Just Eat Takeaway has posted a loss of 3.48 billion euros in the first half of the year. Still, the meal delivery company is convinced it is closer than ever to a profit – possibly already next year.
American struggle
In the past six months, Just Eat Takeaway saw its losses rise to 3.48 billion euros because the meal delivery platform had to write off three billion euros because of its American subsidiary Grubhub. Shareholders had previously warned that this takeover was not a good idea and in April, CEO Jitse Groen had to promise to sell the subsidiary. However, it seems Just Eat Takeaway does not want to be waiting for a buyer any more.

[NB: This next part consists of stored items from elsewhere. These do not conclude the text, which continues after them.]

//! Typed host buffers.
//!
//! `Buffer` is the storage a backend hands out for one tensor. The CPU
//! backend keeps elements in a `Vec`; other backends are expected to stage
//! through the same representation when they exchange data with the host.

use std::sync::atomic::{AtomicU64, Ordering};

use crate::dtype::DType;
use crate::error::AdError;
use crate::scalar::Scalar;

/// Identity of one storage block. Stable across reuse through the pool.
#[derive(Debug, Clone, Copy, PartialEq, Eq, Hash, PartialOrd, Ord)]
pub struct BufferId(u64);

impl BufferId {
    pub(crate) fn fresh() -> Self {
        static NEXT: AtomicU64 = AtomicU64::new(0);
        Self(NEXT.fetch_add(1, Ordering::Relaxed))
    }

    /// Get the internal index.
    pub fn index(&self) -> u64 {
        self.0
    }
}

/// Element storage for one tensor.
#[derive(Debug, Clone, PartialEq)]
pub enum Buffer {
    F32(Vec<f32>),
    F64(Vec<f64>),
}

impl Buffer {
    /// Create a zero-initialized buffer.
    pub fn zeros(dtype: DType, len: usize) -> Self {
        match dtype {
            DType::F32 => Buffer::F32(vec![0.0; len]),
            DType::F64 => Buffer::F64(vec![0.0; len]),
        }
    }

    /// Allocate a buffer, reporting allocator failure instead of aborting.
    pub fn try_alloc(dtype: DType, len: usize) -> Result<Self, AdError> {
        fn alloc<T: Scalar>(len: usize) -> Result<Buffer, AdError> {
            let mut data: Vec<T> = Vec::new();
            data.try_reserve_exact(len)
                .map_err(|_| AdError::PoolExhaustion {
                    requested: len * T::DTYPE.size_of(),
                    limit: None,
                })?;
            data.resize(len, T::zero());
            Ok(T::into_buffer(data))
        }
        match dtype {
            DType::F32 => alloc::<f32>(len),
            DType::F64 => alloc::<f64>(len),
        }
    }

    /// Element type of the buffer.
    pub fn dtype(&self) -> DType {
        match self {
            Buffer::F32(_) => DType::F32,
            Buffer::F64(_) => DType::F64,
        }
    }

    /// Length of buffer (number of elements).
    pub fn len(&self) -> usize {
        match self {
            Buffer::F32(data) => data.len(),
            Buffer::F64(data) => data.len(),
        }
    }

    /// Check if buffer is empty.
    pub fn is_empty(&self) -> bool {
        self.len() == 0
    }

    /// Size of the buffer in bytes.
    pub fn nbytes(&self) -> usize {
        self.len() * self.dtype().size_of()
    }

    /// Copy the elements out as `f64`, converting if needed.
    pub fn to_f64_vec(&self) -> Vec<f64> {
        match self {
            Buffer::F32(data) => data.iter().map(|&x| x as f64).collect(),
            Buffer::F64(data) => data.clone(),
        }
    }

    /// Overwrite the elements from `f64` values, converting if needed.
    ///
    /// Lengths must match; the caller checks shapes beforehand.
    pub fn fill_from_f64(&mut self, values: &[f64]) {
        match self {
            Buffer::F32(data) => {
                for (dst, &src) in data.iter_mut().zip(values) {
                    *dst = src as f32;
                }
            }
            Buffer::F64(data) => data.copy_from_slice(values),
        }
    }
}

Now that the peak of the pandemic seems to be over and consumers are becoming more frugal, JET’s number of orders is also lagging behind. Orders fell by 7% compared to a year ago, although gross turnover (the value of all orders) remained the same thanks to higher prices. The meal platform’s own sales increased by 7 % to 2.8 billion euro. Nevertheless, Just Eat Takeaway posted a loss of 500 million euros on these meal deliveries.
Nevertheless, founder Jitse Groen maintains that the meal platform, which is now also entering into head-to-head competition with Gorillas and will be delivering groceries in Berlin, is getting closer to profitability. By 2023, the company expects to have a positive EBITDA. For this, Green can again count on the help of COO Jörg Gerbig, who was suddenly fired this spring for allegedly misbehaving at a staff party. After an investigation, Gerbig’s name has now been cleared sufficiently to bring him back on board.